3. Double-station steel pipe transfer device for steel pipe production according to claim 2, characterized in that the connecting assembly comprises a second coupling (5) and connecting shafts (6), two ends of each connecting shaft (6) are fixedly connected with the second coupling (5) respectively, a plurality of the second couplings (5) are movably connected with fixed bearings (9) respectively, one end of one second coupling (5) is movably connected with one side face of a reduction gearbox (4), the other side face of the reduction gearbox (4) is movably connected with one end of a third coupling (18), and the other end of the third coupling (18) is movably connected with one of the fixed bearings (9).

4. A duplex position steel pipe transfer apparatus for steel pipe production according to claim 3, characterized in that the support assembly further comprises bearing blocks (8), a plurality of the bearing blocks (8) are fixedly connected to opposite sides of the top of the first base (1), and each bearing block (8) is fixedly connected to a fixed bearing (9) inside.

5. The double-station steel pipe transfer device for steel pipe production according to claim 4, wherein the clamping assembly further comprises a telescopic piece (22), the telescopic piece (22) is arranged inside the spring (23), one end of the telescopic piece (22) is fixedly connected with the inner wall of one side of the sliding rail (20), and the other end of the telescopic piece (22) is fixedly connected with one side face of the sliding block (21).

6. Double-station steel pipe transfer device for steel pipe production according to claim 1, characterized in that the sliding arm (11) is internally provided with a sliding groove, and the sliding bearing (12) is movably arranged in the sliding groove.

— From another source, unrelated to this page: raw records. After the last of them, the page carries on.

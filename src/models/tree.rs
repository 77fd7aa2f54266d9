//! Gradient-statistics regression tree.
//!
//! One builder serves every tree-based model: plain CART fits use gradients
//! `-y` with unit hessians and no leaf penalty (leaf value = mean, gain =
//! variance reduction), boosting passes its own gradients and `lambda`.

use super::{check_width, FitError};
use ndarray::{Array1, ArrayView1, ArrayView2};

/// Growth limits and leaf regularization
#[derive(Debug, Clone, Copy, PartialEq)]
pub struct TreeParams {
    /// Maximum depth, `None` grows until leaves are pure
    pub max_depth: Option<usize>,
    /// Minimum rows required to attempt a split
    pub min_samples_split: usize,
    /// Minimum rows in each child
    pub min_samples_leaf: usize,
    /// L2 penalty on leaf weights
    pub lambda: f64,
    /// Minimum hessian sum in each child
    pub min_child_weight: f64,
}

impl TreeParams {
    /// Unpruned CART tree
    #[must_use]
    pub const fn cart(max_depth: Option<usize>) -> Self {
        Self {
            max_depth,
            min_samples_split: 2,
            min_samples_leaf: 1,
            lambda: 0.0,
            min_child_weight: 0.0,
        }
    }
}

impl Default for TreeParams {
    fn default() -> Self {
        Self::cart(None)
    }
}

#[derive(Debug, Clone)]
enum Node {
    Leaf {
        value: f64,
    },
    Split {
        feature: usize,
        threshold: f64,
        left: usize,
        right: usize,
    },
}

#[derive(Debug, Clone, Copy)]
struct Candidate {
    feature: usize,
    threshold: f64,
    gain: f64,
}

/// Binary regression tree stored as a flat node arena
#[derive(Debug, Clone)]
pub struct RegressionTree {
    nodes: Vec<Node>,
    n_features: usize,
}

struct Builder<'x, 'g> {
    x: ArrayView2<'x, f64>,
    grad: &'g [f64],
    hess: &'g [f64],
    params: TreeParams,
    nodes: Vec<Node>,
}

impl RegressionTree {
    /// Fit a least-squares tree to `y` over `rows` (duplicates allowed)
    #[must_use]
    pub fn fit(x: ArrayView2<'_, f64>, y: ArrayView1<'_, f64>, rows: &[usize], params: TreeParams) -> Self {
        let grad: Vec<f64> = y.iter().map(|v| -v).collect();
        let hess = vec![1.0; y.len()];
        Self::fit_gradients(x, &grad, &hess, rows, params)
    }

    /// Fit leaf weights `-G / (H + lambda)` to per-row gradient statistics
    #[must_use]
    pub fn fit_gradients(
        x: ArrayView2<'_, f64>,
        grad: &[f64],
        hess: &[f64],
        rows: &[usize],
        params: TreeParams,
    ) -> Self {
        let mut builder = Builder {
            x: x.reborrow(),
            grad,
            hess,
            params,
            nodes: Vec::new(),
        };
        let mut rows = rows.to_vec();
        builder.grow(&mut rows, 0);
        Self {
            nodes: builder.nodes,
            n_features: x.ncols(),
        }
    }

    /// Predict a single row
    #[must_use]
    pub fn predict_row(&self, row: ArrayView1<'_, f64>) -> f64 {
        let mut idx = 0;
        loop {
            match &self.nodes[idx] {
                Node::Leaf { value } => return *value,
                Node::Split {
                    feature,
                    threshold,
                    left,
                    right,
                } => {
                    idx = if row[*feature] <= *threshold { *left } else { *right };
                }
            }
        }
    }

    /// Predict every row of `x`
    ///
    /// # Errors
    ///
    /// Returns `ShapeMismatch` if `x` has the wrong width.
    pub fn predict(&self, x: ArrayView2<'_, f64>) -> Result<Array1<f64>, FitError> {
        check_width(self.n_features, x)?;
        Ok(x.rows().into_iter().map(|row| self.predict_row(row)).collect())
    }

    /// Number of leaves
    #[must_use]
    pub fn n_leaves(&self) -> usize {
        self.nodes.iter().filter(|n| matches!(n, Node::Leaf { .. })).count()
    }
}

impl Builder<'_, '_> {
    fn leaf_value(&self, g: f64, h: f64) -> f64 {
        let denom = h + self.params.lambda;
        if denom > 0.0 {
            -g / denom
        } else {
            0.0
        }
    }

    fn score(&self, g: f64, h: f64) -> f64 {
        let denom = h + self.params.lambda;
        if denom > 0.0 {
            g * g / denom
        } else {
            0.0
        }
    }

    /// Grow the subtree for `rows` and return its node index
    fn grow(&mut self, rows: &mut [usize], depth: usize) -> usize {
        let g: f64 = rows.iter().map(|&r| self.grad[r]).sum();
        let h: f64 = rows.iter().map(|&r| self.hess[r]).sum();
        let idx = self.nodes.len();
        self.nodes.push(Node::Leaf {
            value: self.leaf_value(g, h),
        });

        let depth_reached = self.params.max_depth.is_some_and(|d| depth >= d);
        if depth_reached || rows.len() < self.params.min_samples_split.max(2) {
            return idx;
        }

        let Some(best) = self.best_split(rows, g, h) else {
            return idx;
        };

        let (feature, threshold) = (best.feature, best.threshold);
        let x = self.x;
        rows.sort_by_key(|&r| x[[r, feature]] > threshold);
        let split_at = rows.partition_point(|&r| x[[r, feature]] <= threshold);
        let (left_rows, right_rows) = rows.split_at_mut(split_at);

        let left = self.grow(left_rows, depth + 1);
        let right = self.grow(right_rows, depth + 1);
        self.nodes[idx] = Node::Split {
            feature,
            threshold,
            left,
            right,
        };
        idx
    }

    fn best_split(&self, rows: &[usize], g_total: f64, h_total: f64) -> Option<Candidate> {
        let parent = self.score(g_total, h_total);
        let min_leaf = self.params.min_samples_leaf.max(1);
        let mut best: Option<Candidate> = None;
        let mut sorted: Vec<(f64, f64, f64)> = Vec::with_capacity(rows.len());

        for feature in 0..self.x.ncols() {
            sorted.clear();
            sorted.extend(
                rows.iter()
                    .map(|&r| (self.x[[r, feature]], self.grad[r], self.hess[r])),
            );

            let first = sorted[0].0;
            if sorted.iter().all(|s| s.0 == first) {
                continue;
            }
            sorted.sort_by(|a, b| a.0.total_cmp(&b.0));

            let (mut g_left, mut h_left) = (0.0, 0.0);
            for i in 0..sorted.len() - 1 {
                g_left += sorted[i].1;
                h_left += sorted[i].2;
                if sorted[i].0 == sorted[i + 1].0 {
                    continue;
                }
                let n_left = i + 1;
                let n_right = sorted.len() - n_left;
                if n_left < min_leaf || n_right < min_leaf {
                    continue;
                }
                let (g_right, h_right) = (g_total - g_left, h_total - h_left);
                if h_left < self.params.min_child_weight || h_right < self.params.min_child_weight {
                    continue;
                }

                let gain = self.score(g_left, h_left) + self.score(g_right, h_right) - parent;
                if gain > 1e-12 * parent.abs().max(1.0) && best.map_or(true, |b| gain > b.gain) {
                    best = Some(Candidate {
                        feature,
                        threshold: 0.5 * (sorted[i].0 + sorted[i + 1].0),
                        gain,
                    });
                }
            }
        }

        best
    }
}

#[cfg(test)]
#[allow(clippy::unwrap_used, clippy::float_cmp)]
mod tests {
    use super::*;
    use ndarray::array;

    #[test]
    fn test_stump_splits_step_function() {
        let x = array![[0.0], [1.0], [2.0], [3.0]];
        let y = array![1.0, 1.0, 5.0, 5.0];
        let rows: Vec<usize> = (0..4).collect();
        let tree = RegressionTree::fit(x.view(), y.view(), &rows, TreeParams::cart(Some(1)));

        assert_eq!(tree.n_leaves(), 2);
        let pred = tree.predict(array![[0.5], [2.5]].view()).unwrap();
        assert_eq!(pred.to_vec(), vec![1.0, 5.0]);
    }

    #[test]
    fn test_unpruned_tree_interpolates_training_data() {
        let x = array![[0.0, 1.0], [1.0, 0.0], [2.0, 1.0], [3.0, 0.0], [4.0, 1.0]];
        let y = array![3.0, -1.0, 4.0, 1.0, 5.0];
        let rows: Vec<usize> = (0..5).collect();
        let tree = RegressionTree::fit(x.view(), y.view(), &rows, TreeParams::default());
        let pred = tree.predict(x.view()).unwrap();
        for (p, t) in pred.iter().zip(y.iter()) {
            assert!((p - t).abs() < 1e-12);
        }
    }

    #[test]
    fn test_constant_target_is_single_leaf() {
        let x = array![[0.0], [1.0], [2.0]];
        let y = array![2.0, 2.0, 2.0];
        let tree = RegressionTree::fit(x.view(), y.view(), &[0, 1, 2], TreeParams::default());
        assert_eq!(tree.n_leaves(), 1);
    }

    #[test]
    fn test_lambda_shrinks_leaf() {
        let x = array![[0.0], [1.0]];
        let grad = [-4.0, -4.0];
        let hess = [1.0, 1.0];
        let params = TreeParams {
            lambda: 2.0,
            ..TreeParams::cart(Some(0))
        };
        let tree = RegressionTree::fit_gradients(x.view(), &grad, &hess, &[0, 1], params);
        // -G / (H + lambda) = 8 / 4
        assert_eq!(tree.predict_row(array![0.0].view()), 2.0);
    }

    #[test]
    fn test_gradients_shorter_lived_than_features() {
        let x = array![[0.0], [1.0], [2.0], [3.0]];
        let y = [1.0, 1.0, 5.0, 5.0];
        let mut pred = [0.0; 4];
        let mut trees = Vec::new();
        for _ in 0..3 {
            let grad: Vec<f64> = pred.iter().zip(y.iter()).map(|(p, t)| p - t).collect();
            let hess = vec![1.0; grad.len()];
            let tree = RegressionTree::fit_gradients(x.view(), &grad, &hess, &[0, 1, 2, 3], TreeParams::cart(Some(1)));
            for (i, p) in pred.iter_mut().enumerate() {
                *p += tree.predict_row(x.row(i));
            }
            trees.push(tree);
        }
        assert_eq!(trees.len(), 3);
        assert_eq!(pred, y);
    }

    #[test]
    fn test_duplicate_rows_weight_the_leaf() {
        let x = array![[0.0], [0.0]];
        let y = array![1.0, 4.0];
        let tree = RegressionTree::fit(x.view(), y.view(), &[0, 1, 1], TreeParams::default());
        assert_eq!(tree.predict_row(array![0.0].view()), 3.0);
    }

    #[test]
    fn test_predict_width_checked() {
        let x = array![[0.0], [1.0]];
        let y = array![0.0, 1.0];
        let tree = RegressionTree::fit(x.view(), y.view(), &[0, 1], TreeParams::default());
        assert!(tree.predict(array![[0.0, 1.0]].view()).is_err());
    }
}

7. Double-station steel pipe transfer device for steel pipe production according to claim 1, characterized in that the transfer arm (15) is provided with a mounting hole near one end of the lifting arm (13), the second pin shaft (16) is fixedly arranged in the mounting hole, two ends of the second pin shaft (16) are positioned outside the second pin shaft (16), and two ends of the second pin shaft (16) penetrate through one end of the transmission arm (17).

8. Double-station steel pipe transfer device for steel pipe production according to claim 1, characterized in that the left baffle (25) is in conformity with the right support plate (26) in specification, the right support plate (26) being made of iron-nickel alloy.

9. Double-station steel pipe transfer device for steel pipe production according to claim 1, characterized in that two of the slide rails (20) are symmetrically distributed about the central axis of the jaws (19).